**ENTRIES SHOWN**
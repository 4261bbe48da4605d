//! Client for the external generative-text service that writes event
//! descriptions.
//!
//! The contract is intentionally forgiving: exactly one request per call, and
//! every failure mode collapses into one of two fixed pt-BR fallback strings
//! that land in the description field instead of an error surface. Nothing is
//! retried, cached or rate-limited here.

use encore_core::DescriptionRequest;
use serde::{Deserialize, Serialize};
use thiserror::Error;
use tracing::warn;

/// Returned when the service answers successfully but with no usable text.
pub const EMPTY_RESPONSE_FALLBACK: &str = "Não foi possível gerar a descrição. Tente novamente.";

/// Returned when the request fails in transport, status or decoding.
pub const SERVICE_ERROR_FALLBACK: &str =
    "Ocorreu um erro ao gerar a descrição. Por favor, tente manualmente.";

#[derive(Debug, Error)]
pub enum CopywriterError {
    #[error("no API key configured (set {0})")]
    MissingApiKey(&'static str),
    #[error("request failed: {0}")]
    Transport(#[from] reqwest::Error),
    #[error("service returned status {0}")]
    Status(reqwest::StatusCode),
}

/// Fixed prompt handed to the service.
pub fn render_prompt(req: &DescriptionRequest) -> String {
    format!(
        "Você é um copywriter profissional para uma plataforma de ingressos premium e futurista.\n\
         Escreva uma descrição de evento envolvente, emocionante e otimizada para SEO em \
         PORTUGUÊS (Brasil) com os seguintes detalhes:\n\
         \n\
         Título: {}\n\
         Categoria: {}\n\
         Detalhes Chave: {}\n\
         \n\
         Mantenha o tom profissional, mas empolgante e moderno. Use aproximadamente {} palavras.\n\
         Formate com parágrafos claros. Não use cabeçalhos Markdown (#), apenas texto simples \
         com espaçamento.",
        req.title,
        req.category.label(),
        req.key_details,
        encore_config::DESCRIPTION_WORD_TARGET,
    )
}

#[derive(Debug, Serialize)]
#[serde(rename_all = "camelCase")]
struct GenerateContentBody {
    contents: Vec<Content>,
    generation_config: GenerationConfig,
}

#[derive(Debug, Serialize, Deserialize)]
struct Content {
    #[serde(default)]
    parts: Vec<Part>,
}

#[derive(Debug, Serialize, Deserialize)]
struct Part {
    text: String,
}

#[derive(Debug, Serialize)]
#[serde(rename_all = "camelCase")]
struct GenerationConfig {
    thinking_config: ThinkingConfig,
}

// A zero budget disables the service's extended reasoning.
#[derive(Debug, Serialize)]
#[serde(rename_all = "camelCase")]
struct ThinkingConfig {
    thinking_budget: u32,
}

#[derive(Debug, Deserialize)]
struct GenerateContentResponse {
    #[serde(default)]
    candidates: Vec<Candidate>,
}

#[derive(Debug, Deserialize)]
struct Candidate {
    content: Option<Content>,
}

fn extract_text(resp: &GenerateContentResponse) -> Option<String> {
    let content = resp.candidates.first()?.content.as_ref()?;
    let text = content
        .parts
        .iter()
        .map(|p| p.text.as_str())
        .collect::<Vec<_>>()
        .join("");
    if text.trim().is_empty() {
        None
    } else {
        Some(text)
    }
}

pub struct GeminiCopywriter {
    client: reqwest::Client,
    base_url: String,
    model: String,
    api_key: Option<String>,
}

impl GeminiCopywriter {
    pub fn new(
        client: reqwest::Client,
        base_url: impl Into<String>,
        model: impl Into<String>,
        api_key: Option<String>,
    ) -> Self {
        Self {
            client,
            base_url: base_url.into(),
            model: model.into(),
            api_key,
        }
    }

    /// Production construction: key from the environment, defaults from
    /// `encore-config`. A missing key is not fatal here; it downgrades every
    /// generation into the error fallback (logged per call).
    pub fn from_env(client: reqwest::Client) -> Self {
        let api_key = std::env::var(encore_config::API_KEY_ENV).ok();
        Self::new(
            client,
            encore_config::DEFAULT_API_BASE_URL,
            encore_config::DEFAULT_TEXT_MODEL,
            api_key,
        )
    }

    /// Generate description prose for the draft. Never fails past this
    /// boundary: the result is either service text or one of the two fixed
    /// fallback strings.
    pub async fn generate_description(&self, req: &DescriptionRequest) -> String {
        match self.generate(req).await {
            Ok(Some(text)) => text,
            Ok(None) => {
                warn!(title = %req.title, "generation returned empty content");
                EMPTY_RESPONSE_FALLBACK.to_string()
            }
            Err(e) => {
                warn!(title = %req.title, error = %e, "description generation failed");
                SERVICE_ERROR_FALLBACK.to_string()
            }
        }
    }

    async fn generate(&self, req: &DescriptionRequest) -> Result<Option<String>, CopywriterError> {
        let api_key = self
            .api_key
            .as_deref()
            .ok_or(CopywriterError::MissingApiKey(encore_config::API_KEY_ENV))?;

        let url = format!("{}/models/{}:generateContent", self.base_url, self.model);
        let body = GenerateContentBody {
            contents: vec![Content {
                parts: vec![Part {
                    text: render_prompt(req),
                }],
            }],
            generation_config: GenerationConfig {
                thinking_config: ThinkingConfig { thinking_budget: 0 },
            },
        };

        let resp = self
            .client
            .post(&url)
            .query(&[("key", api_key)])
            .json(&body)
            .send()
            .await?;

        let status = resp.status();
        if !status.is_success() {
            return Err(CopywriterError::Status(status));
        }

        let parsed: GenerateContentResponse = resp.json().await?;
        Ok(extract_text(&parsed))
    }
}

#[cfg(test)]
mod tests {
    use super::*;
    use encore_core::EventCategory;

    #[test]
    fn prompt_carries_the_draft_fields_and_bans_markdown_headers() {
        let req = DescriptionRequest {
            title: "Demo Launch".into(),
            category: EventCategory::Technology,
            key_details: "speaker: Ana; free snacks".into(),
        };
        let prompt = render_prompt(&req);
        assert!(prompt.contains("Título: Demo Launch"));
        assert!(prompt.contains("Categoria: Tecnologia"));
        assert!(prompt.contains("Detalhes Chave: speaker: Ana; free snacks"));
        assert!(prompt.contains("150 palavras"));
        assert!(prompt.contains("Não use cabeçalhos Markdown"));
    }

    #[test]
    fn whitespace_only_candidates_count_as_empty() {
        let resp = GenerateContentResponse {
            candidates: vec![Candidate {
                content: Some(Content {
                    parts: vec![Part { text: "  \n ".into() }],
                }),
            }],
        };
        assert_eq!(extract_text(&resp), None);
    }

    #[test]
    fn multi_part_candidates_are_joined_in_order() {
        let resp = GenerateContentResponse {
            candidates: vec![Candidate {
                content: Some(Content {
                    parts: vec![
                        Part {
                            text: "Primeira parte. ".into(),
                        },
                        Part {
                            text: "Segunda parte.".into(),
                        },
                    ],
                }),
            }],
        };
        assert_eq!(
            extract_text(&resp).as_deref(),
            Some("Primeira parte. Segunda parte.")
        );
    }
}
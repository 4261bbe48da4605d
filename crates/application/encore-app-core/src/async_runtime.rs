use anyhow::Result;
use std::sync::OnceLock;

static RUNTIME: OnceLock<std::result::Result<tokio::runtime::Runtime, String>> = OnceLock::new();

/// Shared runtime for background workers, built on first use so the UI
/// thread pays nothing until a task actually starts.
pub(crate) fn runtime() -> Result<&'static tokio::runtime::Runtime> {
    match RUNTIME.get_or_init(|| tokio::runtime::Runtime::new().map_err(|e| e.to_string())) {
        Ok(rt) => Ok(rt),
        Err(message) => Err(anyhow::anyhow!(message.clone())),
    }
}
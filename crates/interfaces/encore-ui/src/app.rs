use crate::components::header;
use crate::screens::{admin, dashboard, event, home, wizard};
use eframe::egui;
use egui_taffy::taffy::prelude::{length, percent};
use egui_taffy::{taffy, tui, TuiBuilderLogic};

use encore_app_core::{EncoreApplication, Route};

pub struct EncoreUiApp {
    core: EncoreApplication,
    home: home::HomeScreen,
    event: event::EventScreen,
    dashboard: dashboard::DashboardScreen,
}

impl EncoreUiApp {
    pub fn new(core: EncoreApplication) -> Self {
        Self {
            core,
            home: home::HomeScreen::default(),
            event: event::EventScreen::default(),
            dashboard: dashboard::DashboardScreen::default(),
        }
    }
}

impl eframe::App for EncoreUiApp {
    fn update(&mut self, ctx: &egui::Context, _frame: &mut eframe::Frame) {
        self.core.handle_task_events();

        // Hidden master-console access; the web build hid this behind an
        // unlinked URL.
        if ctx.input(|i| i.modifiers.ctrl && i.modifiers.shift && i.key_pressed(egui::Key::M)) {
            self.core.navigate(Route::Admin);
        }

        ctx.style_mut(|style| {
            style.wrap_mode = Some(egui::TextWrapMode::Extend);
        });

        egui::CentralPanel::default().show(ctx, |ui| {
            tui(ui, ui.id().with("root"))
                .reserve_available_space()
                .style(taffy::Style {
                    flex_direction: taffy::FlexDirection::Column,
                    size: percent(1.),
                    min_size: taffy::Size {
                        width: percent(1.),
                        height: length(0.0),
                    },
                    ..Default::default()
                })
                .show(|tui| {
                    tui.style(taffy::Style {
                        size: taffy::Size {
                            width: percent(1.),
                            height: length(44.0),
                        },
                        flex_shrink: 0.0,
                        ..Default::default()
                    })
                    .add(|tui| {
                        let resp =
                            header::draw(tui, &self.core.state.route, self.core.is_busy());
                        if let Some(route) = resp.navigate_to {
                            self.core.navigate(route);
                        }
                    });

                    tui.style(taffy::Style {
                        flex_direction: taffy::FlexDirection::Column,
                        flex_grow: 1.0,
                        flex_basis: length(0.0),
                        min_size: taffy::Size {
                            width: length(0.0),
                            height: length(0.0),
                        },
                        overflow: taffy::Point {
                            x: taffy::Overflow::Hidden,
                            y: taffy::Overflow::Scroll,
                        },
                        padding: length(16.0),
                        gap: length(8.0),
                        size: percent(1.),
                        ..Default::default()
                    })
                    .add(|tui| match self.core.state.route.clone() {
                        Route::Home => home::draw(tui, &mut self.home, &mut self.core),
                        Route::EventDetail(id) => {
                            event::draw(tui, &mut self.event, &mut self.core, &id)
                        }
                        Route::Dashboard => dashboard::draw(tui, &mut self.dashboard),
                        Route::CreateEvent => wizard::draw(tui, &mut self.core),
                        Route::Admin => admin::draw(tui, &mut self.core),
                    });
                });
        });

        // Keep repainting while a background task is pending so its result
        // lands without waiting for input.
        if self.core.is_busy() {
            ctx.request_repaint();
        }
    }
}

**TASK STATEMENT**
In which lines of the records does the word "match" appear? Copy each of them.

**RESPONSE TO THE TASK**
        match self.generate(req).await {
    match RUNTIME.get_or_init(|| tokio::runtime::Runtime::new().map_err(|e| e.to_string())) {
                    .add(|tui| match self.core.state.route.clone() {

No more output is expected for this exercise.